2 HgO(s) ⇌ 2 Hg(ℓ) + O₂(g) $K = p_{{\text{O}}_2}$

Because HgO is a solid, the number of HgO formula units per unit volume depends only on the density of HgO at the temperature of the reaction. In other words, the concentration of HgO(s) is the same throughout the reaction, and does not change as HgO is consumed or produced. Similarly, the number of Hg atoms per unit volume of Hg(ℓ) is constant throughout the reaction. Thus, these concentrations are not included in the K expression. It is necessary for some HgO(s) and some Hg(ℓ) to be present for the equilibrium to be maintained, but the total quantity of each does not affect the equilibrium.

In addition, for dilute solutions, the concentration of the solvent remains constant throughout the reaction and is also not included in the K expression, even though the solvent sometimes appears in the reaction equation.

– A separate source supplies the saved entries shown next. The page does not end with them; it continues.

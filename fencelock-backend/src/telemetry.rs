//! Telemetry decorator.
//!
//! Wraps any [`LockBackend`] with a pass-through that emits one sanitized
//! event per operation. The wrapped backend knows nothing about events;
//! this is composition, not inheritance.

use crate::cancellation::CancellationToken;
use crate::contract::{
    AcquireOutcome, BackendCapabilities, LockBackend, LookupQuery, LookupResult, MutationResult,
};
use async_trait::async_trait;
use fencelock_core::{hash_key, CoreError, MutationReason, UserKey};
use std::panic::AssertUnwindSafe;
use std::sync::Arc;

/// Which operation a [`TelemetryEvent`] reports on.
#[derive(Debug, Clone, Copy, PartialEq, Eq)]
pub enum TelemetryOperation {
    Acquire,
    Release,
    Extend,
    IsLocked,
    Lookup,
}

impl TelemetryOperation {
    pub fn as_str(&self) -> &'static str {
        match self {
            TelemetryOperation::Acquire => "acquire",
            TelemetryOperation::Release => "release",
            TelemetryOperation::Extend => "extend",
            TelemetryOperation::IsLocked => "isLocked",
            TelemetryOperation::Lookup => "lookup",
        }
    }
}

/// One telemetry event per backend call.
#[derive(Debug, Clone)]
pub struct TelemetryEvent {
    pub operation: TelemetryOperation,
    pub key_hash: Option<String>,
    pub lock_id_hash: Option<String>,
    pub ok: bool,
    pub reason: Option<MutationReason>,
    pub raw_key: Option<String>,
    pub raw_lock_id: Option<String>,
}

/// Controls whether raw identifiers are attached to events: always, never,
/// or gated behind a caller-supplied predicate.
pub enum IncludeRaw {
    Always,
    Never,
    Predicate(Box<dyn Fn(&TelemetryEvent) -> bool + Send + Sync>),
}

impl IncludeRaw {
    /// Evaluate whether raw identifiers should be attached to `event`.
    /// Predicate panics are treated as `false` — fail-safe redact.
    fn evaluate(&self, event: &TelemetryEvent) -> bool {
        match self {
            IncludeRaw::Always => true,
            IncludeRaw::Never => false,
            IncludeRaw::Predicate(predicate) => {
                std::panic::catch_unwind(AssertUnwindSafe(|| predicate(event))).unwrap_or_else(|_| {
                    tracing::warn!(
                        operation = event.operation.as_str(),
                        "include_raw predicate panicked; redacting raw identifiers"
                    );
                    false
                })
            }
        }
    }
}

/// Configuration for [`TelemetryBackend`].
pub struct TelemetryOptions {
    pub on_event: Box<dyn Fn(TelemetryEvent) + Send + Sync>,
    pub include_raw: IncludeRaw,
}

impl TelemetryOptions {
    pub fn new(on_event: impl Fn(TelemetryEvent) + Send + Sync + 'static) -> Self {
        TelemetryOptions {
            on_event: Box::new(on_event),
            include_raw: IncludeRaw::Never,
        }
    }

    pub fn with_include_raw(mut self, include_raw: IncludeRaw) -> Self {
        self.include_raw = include_raw;
        self
    }

    /// Emit an event. Sink panics/unwinds are swallowed: telemetry must
    /// never affect lock operations.
    fn emit(&self, mut event: TelemetryEvent) {
        if !self.include_raw.evaluate(&event) {
            event.raw_key = None;
            event.raw_lock_id = None;
        }
        let operation = event.operation;
        if std::panic::catch_unwind(AssertUnwindSafe(|| (self.on_event)(event))).is_err() {
            tracing::warn!(
                operation = operation.as_str(),
                "telemetry sink panicked; event dropped"
            );
        }
    }
}

/// Wraps a [`LockBackend`] so every call also emits a [`TelemetryEvent`].
/// Results passed through to the caller are identical to the wrapped
/// backend's; telemetry observes, it never mutates.
pub struct TelemetryBackend<B> {
    inner: Arc<B>,
    options: TelemetryOptions,
}

impl<B: LockBackend> TelemetryBackend<B> {
    pub fn new(inner: Arc<B>, options: TelemetryOptions) -> Self {
        TelemetryBackend { inner, options }
    }
}

#[async_trait]
impl<B: LockBackend> LockBackend for TelemetryBackend<B> {
    fn capabilities(&self) -> BackendCapabilities {
        self.inner.capabilities()
    }

    async fn acquire(
        &self,
        key: &UserKey,
        ttl_ms: i64,
        cancellation: Option<&CancellationToken>,
    ) -> Result<AcquireOutcome, CoreError> {
        let result = self.inner.acquire(key, ttl_ms, cancellation).await;
        if let Ok(outcome) = &result {
            let (ok, reason) = match outcome {
                AcquireOutcome::Acquired { .. } => (true, None),
                AcquireOutcome::Locked => (false, Some(MutationReason::Locked)),
            };
            self.options.emit(TelemetryEvent {
                operation: TelemetryOperation::Acquire,
                key_hash: Some(hash_key(key.as_str())),
                lock_id_hash: None,
                ok,
                reason,
                raw_key: Some(key.as_str().to_string()),
                raw_lock_id: None,
            });
        }
        result
    }

    async fn release(
        &self,
        lock_id: &fencelock_core::LockId,
        cancellation: Option<&CancellationToken>,
    ) -> Result<MutationResult, CoreError> {
        let result = self.inner.release(lock_id, cancellation).await;
        if let Ok(mutation) = &result {
            self.options.emit(TelemetryEvent {
                operation: TelemetryOperation::Release,
                key_hash: None,
                lock_id_hash: Some(hash_key(lock_id.as_str())),
                ok: mutation.ok,
                reason: mutation.outcome.reason(),
                raw_key: None,
                raw_lock_id: Some(lock_id.as_str().to_string()),
            });
        }
        result
    }

    async fn extend(
        &self,
        lock_id: &fencelock_core::LockId,
        ttl_ms: i64,
        cancellation: Option<&CancellationToken>,
    ) -> Result<MutationResult, CoreError> {
        let result = self.inner.extend(lock_id, ttl_ms, cancellation).await;
        if let Ok(mutation) = &result {
            self.options.emit(TelemetryEvent {
                operation: TelemetryOperation::Extend,
                key_hash: None,
                lock_id_hash: Some(hash_key(lock_id.as_str())),
                ok: mutation.ok,
                reason: mutation.outcome.reason(),
                raw_key: None,
                raw_lock_id: Some(lock_id.as_str().to_string()),
            });
        }
        result
    }

    async fn is_locked(
        &self,
        key: &UserKey,
        cancellation: Option<&CancellationToken>,
    ) -> Result<bool, CoreError> {
        let result = self.inner.is_locked(key, cancellation).await;
        if let Ok(locked) = &result {
            self.options.emit(TelemetryEvent {
                operation: TelemetryOperation::IsLocked,
                key_hash: Some(hash_key(key.as_str())),
                lock_id_hash: None,
                ok: *locked,
                reason: None,
                raw_key: Some(key.as_str().to_string()),
                raw_lock_id: None,
            });
        }
        result
    }

    async fn lookup(
        &self,
        query: LookupQuery,
        cancellation: Option<&CancellationToken>,
    ) -> Result<LookupResult, CoreError> {
        let (key_hash, lock_id_hash, raw_key, raw_lock_id) = match &query {
            LookupQuery::ByKey(key) => (
                Some(hash_key(key.as_str())),
                None,
                Some(key.as_str().to_string()),
                None,
            ),
            LookupQuery::ByLockId(lock_id) => (
                None,
                Some(hash_key(lock_id.as_str())),
                None,
                Some(lock_id.as_str().to_string()),
            ),
        };
        let result = self.inner.lookup(query, cancellation).await;
        if let Ok(found) = &result {
            self.options.emit(TelemetryEvent {
                operation: TelemetryOperation::Lookup,
                key_hash,
                lock_id_hash,
                ok: found.is_some(),
                reason: if found.is_some() {
                    None
                } else {
                    Some(MutationReason::NotFound)
                },
                raw_key,
                raw_lock_id,
            });
        }
        result
    }
}

#[cfg(test)]
mod tests {
    use super::*;
    use crate::contract::{MutationResult, SanitizedLockInfo};
    use fencelock_core::{LockId, MutationOutcome};
    use std::sync::Mutex;

    struct StubBackend;

    #[async_trait]
    impl LockBackend for StubBackend {
        fn capabilities(&self) -> BackendCapabilities {
            BackendCapabilities {
                supports_fencing: true,
                time_authority: crate::contract::TimeAuthority::Server,
            }
        }

        async fn acquire(
            &self,
            _key: &UserKey,
            _ttl_ms: i64,
            _cancellation: Option<&CancellationToken>,
        ) -> Result<AcquireOutcome, CoreError> {
            Ok(AcquireOutcome::Locked)
        }

        async fn release(
            &self,
            _lock_id: &LockId,
            _cancellation: Option<&CancellationToken>,
        ) -> Result<MutationResult, CoreError> {
            Ok(MutationResult::failure(MutationOutcome::NeverExisted))
        }

        async fn extend(
            &self,
            _lock_id: &LockId,
            _ttl_ms: i64,
            _cancellation: Option<&CancellationToken>,
        ) -> Result<MutationResult, CoreError> {
            Ok(MutationResult::success(Some(1)))
        }

        async fn is_locked(
            &self,
            _key: &UserKey,
            _cancellation: Option<&CancellationToken>,
        ) -> Result<bool, CoreError> {
            Ok(false)
        }

        async fn lookup(
            &self,
            _query: LookupQuery,
            _cancellation: Option<&CancellationToken>,
        ) -> Result<LookupResult, CoreError> {
            Ok(Some(SanitizedLockInfo {
                key_hash: "h".into(),
                lock_id_hash: "h".into(),
                expires_at_ms: 1,
                acquired_at_ms: 0,
                fence: None,
            }))
        }
    }

    #[tokio::test]
    async fn redacts_raw_fields_by_default() {
        let events: Arc<Mutex<Vec<TelemetryEvent>>> = Arc::new(Mutex::new(Vec::new()));
        let sink_events = events.clone();
        let options = TelemetryOptions::new(move |event| sink_events.lock().unwrap().push(event));
        let backend = TelemetryBackend::new(Arc::new(StubBackend), options);

        let key = UserKey::parse("k").unwrap();
        let _ = backend.acquire(&key, 1000, None).await.unwrap();

        let recorded = events.lock().unwrap();
        assert_eq!(recorded.len(), 1);
        assert!(recorded[0].raw_key.is_none());
        assert!(recorded[0].key_hash.is_some());
    }

    #[tokio::test]
    async fn include_raw_always_attaches_raw_fields() {
        let events: Arc<Mutex<Vec<TelemetryEvent>>> = Arc::new(Mutex::new(Vec::new()));
        let sink_events = events.clone();
        let options = TelemetryOptions::new(move |event| sink_events.lock().unwrap().push(event))
            .with_include_raw(IncludeRaw::Always);
        let backend = TelemetryBackend::new(Arc::new(StubBackend), options);

        let key = UserKey::parse("k").unwrap();
        let _ = backend.acquire(&key, 1000, None).await.unwrap();

        let recorded = events.lock().unwrap();
        assert_eq!(recorded[0].raw_key.as_deref(), Some("k"));
    }

    #[tokio::test]
    async fn panicking_predicate_fails_safe_to_redacted() {
        let events: Arc<Mutex<Vec<TelemetryEvent>>> = Arc::new(Mutex::new(Vec::new()));
        let sink_events = events.clone();
        let options = TelemetryOptions::new(move |event| sink_events.lock().unwrap().push(event))
            .with_include_raw(IncludeRaw::Predicate(Box::new(|_| panic!("boom"))));
        let backend = TelemetryBackend::new(Arc::new(StubBackend), options);

        let key = UserKey::parse("k").unwrap();
        let _ = backend.acquire(&key, 1000, None).await.unwrap();

        let recorded = events.lock().unwrap();
        assert!(recorded[0].raw_key.is_none());
    }

    #[tokio::test]
    async fn sink_panic_does_not_propagate() {
        let options = TelemetryOptions::new(|_event| panic!("sink exploded"));
        let backend = TelemetryBackend::new(Arc::new(StubBackend), options);
        let key = UserKey::parse("k").unwrap();
        // Must not panic despite the sink panicking internally.
        let outcome = backend.acquire(&key, 1000, None).await.unwrap();
        assert_eq!(outcome, AcquireOutcome::Locked);
    }
}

A homogeneous equilibrium is one in which all of the reactants and products are present in a single phase. Examples of homogeneous equilibria are reactions in the gas phase and reactions in liquid solutions. For example:

C₂H₂(g) + 2 Br₂(g) ⇌ C₂H₂Br₄(g) $K = \dfrac{p_{\text{C}_2\text{H}_2\text{Br}_4}}{p_{\text{C}_2\text{H}_2}\ p_{\text{Br}_2}^{2}}$

I₂(aq) + I⁻(aq) ⇌ I₃⁻(aq) $K = \dfrac{[\text{I}_3^{-}]}{[\text{I}_2] [\text{I}^{-}]}$

Hg₂²⁺(aq) + NO₃⁻(aq) + 3 H₃O⁺(aq) ⇌ 2 Hg²⁺(aq) + HNO₂(aq) + 4H₂O(ℓ) $K = \dfrac{[\text{Hg}^{2+}]^{2}[\text{HNO}_2]}{[\text{Hg}_2^{2+}] [\text{NO}_3^{-}] [\text{H}_3\text{O}^{+}]^{3}}$

HF(aq) + H₂O(ℓ) ⇌ H₃O⁺(aq) + F⁻(aq) $K = \dfrac{[\text{H}_3\text{O}^{+}] [\text{F}^{-}]}{[\text{HF}]}$

NH₃(aq) + H₂O(ℓ) ⇌ NH₄⁺(aq) + OH⁻(aq) $K = \dfrac{[\text{NH}_4^{+}] [\text{OH}^{-}]}{[\text{NH}_3]}$

In the aqueous equilibrium systems, H₂O(ℓ) is the solvent. Its concentration does not appear in the K expression.

A heterogeneous equilibrium is a system in which reactants and products are found in two or more phases. Some heterogeneous equilibria involve chemical changes, for example:

PbCl₂(s) ⇌ Pb²⁺(aq) + 2 Cl⁻(aq) K = [Pb²⁺][Cl⁻]²

CaO(s) + CO₂(g) ⇌ CaCO₃(s) $K = \dfrac{1}{p_{\text{CO}_2}}$

C(s) + 2 S(g) ⇌ CS₂(g) $K = \dfrac{p_{\text{CS}_2}}{p_{\text{S}}^{2}}$

Other heterogeneous equilibria involve phase changes, for example:

Br₂(ℓ) ⇌ Br₂(g) $K = p_{{\text{Br}}_2}$

Working with K

There are a few things to keep in mind when working with equilibrium constant expressions.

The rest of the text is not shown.